The paper recommends that GRA net income of SDR 1.1 billion for FY 2016 (which excludes projected losses of the gold endowment), be placed equally to the special and general reserve. After the placement to reserves, precautionary balances are projected to reach SDR 15.2 billion at the end of FY 2016.
Following the completion of the Board’s review of the investment strategy for the Fixed-Income Subaccount, the paper further proposes to transfer currencies equivalent to the increase of the Fund’s reserves for FY 2014 and FY 2015 (totaling SDR 2.6 billion) and FY 2016 (estimated at SDR 1.1 billion), from the GRA to the Investment Account.

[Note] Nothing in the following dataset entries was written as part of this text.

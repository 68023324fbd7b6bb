// Main entry point for API server

use anyhow::{Context, Result};
use server_core::{server::build_app, Config};
use tracing_subscriber::{layer::SubscriberExt, util::SubscriberInitExt};

#[tokio::main]
async fn main() -> Result<()> {
    // Initialize logging
    tracing_subscriber::registry()
        .with(
            tracing_subscriber::EnvFilter::try_from_default_env()
                .unwrap_or_else(|_| "info,server_core=debug".into()),
        )
        .with(tracing_subscriber::fmt::layer())
        .init();

    tracing::info!("Starting LegalAI API");

    // Load configuration
    let config = Config::from_env().context("Failed to load configuration")?;
    tracing::info!("Configuration loaded");

    // Build application
    let (app, deps) = build_app(&config).context("Failed to build application")?;

    // Start the OTP sweep; the handle must stay alive for the process lifetime
    let _scheduler = server_core::kernel::start_scheduler(deps.otp_store.clone())
        .await
        .context("Failed to start scheduled tasks")?;

    // Start server
    let addr = format!("0.0.0.0:{}", config.port);
    tracing::info!("Starting server on {}", addr);
    tracing::info!("Health check: http://localhost:{}/health", config.port);

    let listener = tokio::net::TcpListener::bind(&addr)
        .await
        .context("Failed to bind to address")?;

    axum::serve(listener, app).await.context("Server error")?;

    Ok(())
}
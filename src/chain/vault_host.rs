use std::collections::HashMap;

use ethers::types::{Address, U256};

use crate::error::{EngineError, Result};
use crate::models::{FeeAccumulator, Positions, ProtocolParameters, TokenAmounts, VaultEvent};

/// The vault contract surrounding the engine: token custody, supply control,
/// stored positions and parameters.
pub trait VaultHost {
    /// Identity the vault's pool positions are recorded under.
    fn address(&self) -> Address;

    fn protocol_parameters(&self) -> ProtocolParameters;

    fn set_protocol_parameters(&mut self, parameters: ProtocolParameters) -> Result<()>;

    fn positions(&self) -> Positions;

    fn update_positions(&mut self, positions: Positions) -> Result<()>;

    /// Idle `(token0, token1)` held by the vault.
    fn token_balances(&self) -> TokenAmounts;

    /// Pays tokens out of the vault (into the pool).
    fn debit(&mut self, amounts: &TokenAmounts) -> Result<()>;

    /// Receives tokens (from the pool).
    fn credit(&mut self, amounts: &TokenAmounts) -> Result<()>;

    fn total_supply(&self) -> U256;

    fn mint_tokens(&mut self, to: Address, amount: U256) -> Result<()>;

    /// Burns from the vault's own token0 balance.
    fn burn_tokens(&mut self, amount: U256) -> Result<()>;

    fn team_multisig(&self) -> Address;

    fn time_since_last_mint(&self, now: u64) -> u64;

    fn record_mint_time(&mut self, now: u64);

    /// Token0 owned by the protocol and therefore not circulating.
    fn protocol_held_balance(&self) -> U256;

    fn record_fees(&mut self, fees: &TokenAmounts);

    fn fee_accumulator(&self) -> FeeAccumulator;

    fn emit(&mut self, event: VaultEvent);
}

#[derive(Clone, Debug, PartialEq, Eq)]
pub struct InMemoryVault {
    address: Address,
    team_multisig: Address,
    parameters: ProtocolParameters,
    positions: Positions,
    balances: TokenAmounts,
    total_supply: U256,
    holders: HashMap<Address, U256>,
    held_elsewhere: U256,
    last_mint_at: u64,
    fees: FeeAccumulator,
    events: Vec<VaultEvent>,
}

impl InMemoryVault {
    pub fn new(address: Address, team_multisig: Address, tick_spacing: i32, created_at: u64) -> Self {
        Self {
            address,
            team_multisig,
            parameters: ProtocolParameters::default(),
            positions: Positions::empty(tick_spacing),
            balances: TokenAmounts::default(),
            total_supply: U256::zero(),
            holders: HashMap::new(),
            held_elsewhere: U256::zero(),
            last_mint_at: created_at,
            fees: FeeAccumulator::default(),
            events: Vec::new(),
        }
    }

    pub fn with_parameters(mut self, parameters: ProtocolParameters) -> Result<Self> {
        parameters.validate()?;
        self.parameters = parameters;
        Ok(self)
    }

    /// Mints token0 into the vault and deposits token1 reserve.
    pub fn seed(&mut self, token0: U256, token1: U256) -> Result<()> {
        self.total_supply = self
            .total_supply
            .checked_add(token0)
            .ok_or(EngineError::MathOverflow("total supply"))?;
        self.credit(&TokenAmounts::new(token0, token1))
    }

    /// Mints token0 to an outside holder.
    pub fn issue_to(&mut self, holder: Address, amount: U256) -> Result<()> {
        self.mint_tokens(holder, amount)
    }

    /// Protocol-owned token0 kept outside the vault (staking, lending).
    pub fn set_held_elsewhere(&mut self, amount: U256) {
        self.held_elsewhere = amount;
    }

    pub fn holder_balance(&self, holder: Address) -> U256 {
        self.holders.get(&holder).copied().unwrap_or_default()
    }

    pub fn events(&self) -> &[VaultEvent] {
        &self.events
    }
}

impl VaultHost for InMemoryVault {
    fn address(&self) -> Address {
        self.address
    }

    fn protocol_parameters(&self) -> ProtocolParameters {
        self.parameters.clone()
    }

    fn set_protocol_parameters(&mut self, parameters: ProtocolParameters) -> Result<()> {
        parameters.validate()?;
        self.parameters = parameters;
        self.emit(VaultEvent::ParametersUpdated);
        Ok(())
    }

    fn positions(&self) -> Positions {
        self.positions.clone()
    }

    fn update_positions(&mut self, positions: Positions) -> Result<()> {
        positions.check_ordering()?;
        self.positions = positions;
        Ok(())
    }

    fn token_balances(&self) -> TokenAmounts {
        self.balances
    }

    fn debit(&mut self, amounts: &TokenAmounts) -> Result<()> {
        if amounts.amount0 > self.balances.amount0 {
            return Err(EngineError::InsufficientBalance {
                needed: amounts.amount0,
                available: self.balances.amount0,
            });
        }
        if amounts.amount1 > self.balances.amount1 {
            return Err(EngineError::InsufficientBalance {
                needed: amounts.amount1,
                available: self.balances.amount1,
            });
        }
        self.balances.amount0 -= amounts.amount0;
        self.balances.amount1 -= amounts.amount1;
        Ok(())
    }

    fn credit(&mut self, amounts: &TokenAmounts) -> Result<()> {
        self.balances = self.balances.checked_add(amounts)?;
        Ok(())
    }

    fn total_supply(&self) -> U256 {
        self.total_supply
    }

    fn mint_tokens(&mut self, to: Address, amount: U256) -> Result<()> {
        self.total_supply = self
            .total_supply
            .checked_add(amount)
            .ok_or(EngineError::MathOverflow("total supply"))?;
        if to == self.address {
            self.balances.amount0 = self
                .balances
                .amount0
                .checked_add(amount)
                .ok_or(EngineError::MathOverflow("vault balance"))?;
        } else {
            let balance = self.holders.entry(to).or_default();
            *balance = balance.saturating_add(amount);
        }
        Ok(())
    }

    fn burn_tokens(&mut self, amount: U256) -> Result<()> {
        if amount > self.balances.amount0 {
            return Err(EngineError::InsufficientBalance {
                needed: amount,
                available: self.balances.amount0,
            });
        }
        self.balances.amount0 -= amount;
        self.total_supply = self.total_supply.saturating_sub(amount);
        Ok(())
    }

    fn team_multisig(&self) -> Address {
        self.team_multisig
    }

    fn time_since_last_mint(&self, now: u64) -> u64 {
        now.saturating_sub(self.last_mint_at)
    }

    fn record_mint_time(&mut self, now: u64) {
        self.last_mint_at = now;
    }

    fn protocol_held_balance(&self) -> U256 {
        self.balances.amount0.saturating_add(self.held_elsewhere)
    }

    fn record_fees(&mut self, fees: &TokenAmounts) {
        self.fees.record(fees);
    }

    fn fee_accumulator(&self) -> FeeAccumulator {
        self.fees.clone()
    }

    fn emit(&mut self, event: VaultEvent) {
        log::debug!("vault {:?} event {:?}", self.address, event);
        self.events.push(event);
    }
}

The paper proposes that the margin for the rate of charge be set at 100 basis points for the two years FY 2017 and FY 2018. This follows a comprehensive review of the underlying factors relevant for the establishment of the margin this year and also takes into account the impact of the inclusion of the renminbi in the SDR basket on Fund income and borrowing costs. The projections for FY 2017 and FY 2018 point to a net income position of SDR 1 billion and SDR 0.7 billion, respectively. These projections are subject to considerable uncertainty and are sensitive to a number of assumptions.